The implementation of stream algorithm for estimating distinct count.
The algorithm is with an example of streaming input which is a sequence of multi-attribute metadata that corresponds to different jobs containing these columns
SourceIPAddress, ClusterId , JobId, Date, Geography xxxx.xxxx.xxxx.xxxx, [0-99] , long64, DD:MM , [0-9]
CountDistinctSketchAlgorithm generates and hold CountDistinctDataStructure which is a sketch of each attributes.
- The Sketch generation uses log(log(n)) algorithm and parameterized number of hash functions.
- Each sketch for an attribute is generated with a random seed initialized hash function
- The median of count generated by different 'h' sketches is the final count Distinct Estimate.
- 2^R is the approximate number of items, like if there are 200 items R will 8, 2^8=256.
2^1 --- --> [, , , ]
2^2 --- --> [ , , , ]
2^3 --- --> [, , , , ]
.
.
2^64 --- --> [, , , , ]
where each bucket has 2^R bit to turned on. Number buckets depend upon the hash function output. This solution uses long64 hash function hence 64 of these buckets.
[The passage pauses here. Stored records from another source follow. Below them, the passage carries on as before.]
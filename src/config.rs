use std::net::{IpAddr, Ipv4Addr, SocketAddr};

#[derive(Debug, Clone)]
pub struct Config {
    pub host: IpAddr,
    pub port: u16,
    pub log_level: String,
    pub database_path: String,
    pub seed_dir: String,
}

impl Config {
    pub fn from_env() -> Self {
        let port = std::env::var("PORT")
            .ok()
            .and_then(|value| value.parse::<u16>().ok())
            .unwrap_or(8000);

        let host = std::env::var("HOST")
            .ok()
            .and_then(|value| value.parse::<IpAddr>().ok())
            .unwrap_or(IpAddr::V4(Ipv4Addr::new(0, 0, 0, 0)));

        let log_level = std::env::var("RUST_LOG").unwrap_or_else(|_| "info".to_string());

        let database_path =
            std::env::var("DATABASE_PATH").unwrap_or_else(|_| "words.db".to_string());

        let seed_dir = std::env::var("SEED_DIR").unwrap_or_else(|_| "seed".to_string());

        Self {
            host,
            port,
            log_level,
            database_path,
            seed_dir,
        }
    }

    pub fn bind_addr(&self) -> SocketAddr {
        SocketAddr::new(self.host, self.port)
    }
}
In the above T hash buckets the bits are turned on by using these steps
consider
z - 64 bit long hash output z = hash_function("str")
R - approx total values
i. calculate trailing zeros
if z = 12 R = 2^4
z / R = 12
binary fo z = 1110
the number of trailing zeros = 1 - so value 12 goes into T = 2^1 - bucket
ii. bit to turn on
the leading prefix bits which are bits before trailing zeros are used to calculate the position to be turned on.
z=12 binary = 1110, in this case it will first to bits 11, which is position 3 in our example.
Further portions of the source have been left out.